Entries provided: Begin
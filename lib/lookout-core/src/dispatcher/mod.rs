//! Event dispatch.
//!
//! [`EventDispatcher`] is the single API surface framework adapters call into. Every operation
//! fans out to the usage counters and to one of two delivery channels: the batched enqueue path
//! through [`EventQueue`], or the immediate-send path used for screenshots, whose delivery is
//! awaited so a test that terminates right after capturing one cannot strand the upload.

use std::sync::{Arc, Mutex, MutexGuard};
use std::time::Duration;

use async_trait::async_trait;
use lookout_error::GenericError;
use snafu::{ResultExt as _, Snafu};
use tokio::sync::watch;
use tracing::{debug, error};

use crate::data_model::event::cbt::CbtSession;
use crate::data_model::event::hook_run::HookRun;
use crate::data_model::event::log::{self, LogEntry};
use crate::data_model::event::test_run::TestRun;
use crate::data_model::event::{EventKind, TelemetryEvent};
use crate::queue::{BatchSender, EventQueue, QueueError};
use crate::sender::EventSender;
use crate::usage::{UsageStats, UsageStatus};

/// Policy selecting which event kinds are emitted at all.
///
/// A disabled kind turns the corresponding dispatcher operation into a silent no-op.
#[derive(Clone, Copy, Debug)]
pub struct EmissionPolicy {
    /// Emit test lifecycle events.
    pub test_events: bool,

    /// Emit hook lifecycle events.
    pub hook_events: bool,

    /// Emit log events.
    pub log_events: bool,

    /// Emit screenshot events.
    pub screenshot_events: bool,

    /// Emit cross-browser-test session events.
    pub cbt_session_events: bool,
}

impl EmissionPolicy {
    /// Policy with every event kind enabled.
    pub fn allow_all() -> Self {
        Self {
            test_events: true,
            hook_events: true,
            log_events: true,
            screenshot_events: true,
            cbt_session_events: true,
        }
    }
}

impl Default for EmissionPolicy {
    fn default() -> Self {
        Self::allow_all()
    }
}

/// An error raised on the dispatch path.
///
/// Dispatch errors are recorded as `failed` on the relevant counter before being returned, so the
/// usage report reflects the loss even when the caller only logs and continues.
#[derive(Debug, Snafu)]
pub enum DispatchError {
    /// The outbound queue rejected the event.
    #[snafu(display("Event was rejected by the outbound queue."))]
    EnqueueRejected {
        /// Error source.
        source: QueueError,
    },
}

/// Counter marks derived from one event, captured before the event is handed off.
///
/// Marking happens both before enqueue (triggered) and after the event has been moved into the
/// queue or onto the wire (success/failed), so the marks are snapshotted up front instead of
/// borrowing the event again later.
struct EventMarks {
    kind: EventKind,
    outcome_group: Option<&'static str>,
    log_kinds: Vec<String>,
}

impl EventMarks {
    fn of(event: &TelemetryEvent) -> Self {
        let outcome_group = match event {
            TelemetryEvent::TestRunFinished { test_run } => test_run.result.map(|r| r.as_group_key()),
            TelemetryEvent::HookRunFinished { hook_run } => hook_run.result.map(|r| r.as_group_key()),
            _ => None,
        };
        let log_kinds = match event {
            TelemetryEvent::LogCreated { logs } => {
                logs.iter().map(|entry| log::normalize_kind(&entry.kind)).collect()
            }
            _ => Vec::new(),
        };

        Self {
            kind: event.kind(),
            outcome_group,
            log_kinds,
        }
    }

    fn apply(&self, usage: &mut UsageStats, status: UsageStatus) {
        match self.kind {
            EventKind::TestRunStarted => usage.test_events_mut().started_mut().mark(status, None),
            EventKind::TestRunFinished => usage
                .test_events_mut()
                .finished_mut()
                .mark(status, self.outcome_group),
            EventKind::HookRunStarted => usage.hook_events_mut().started_mut().mark(status, None),
            EventKind::HookRunFinished => usage
                .hook_events_mut()
                .finished_mut()
                .mark(status, self.outcome_group),
            EventKind::LogCreated => {
                for kind in &self.log_kinds {
                    usage.log_events_mut().mark(status, Some(kind.as_str()));
                }
            }
            EventKind::CbtSessionCreated => usage.cbt_session_events_mut().mark(status, None),
        }
    }
}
Entries provided: End
> [Work request]: Only lines containing the word "crate" matter here: count them in the entries and give the number, nothing else.

> [Your response]: 8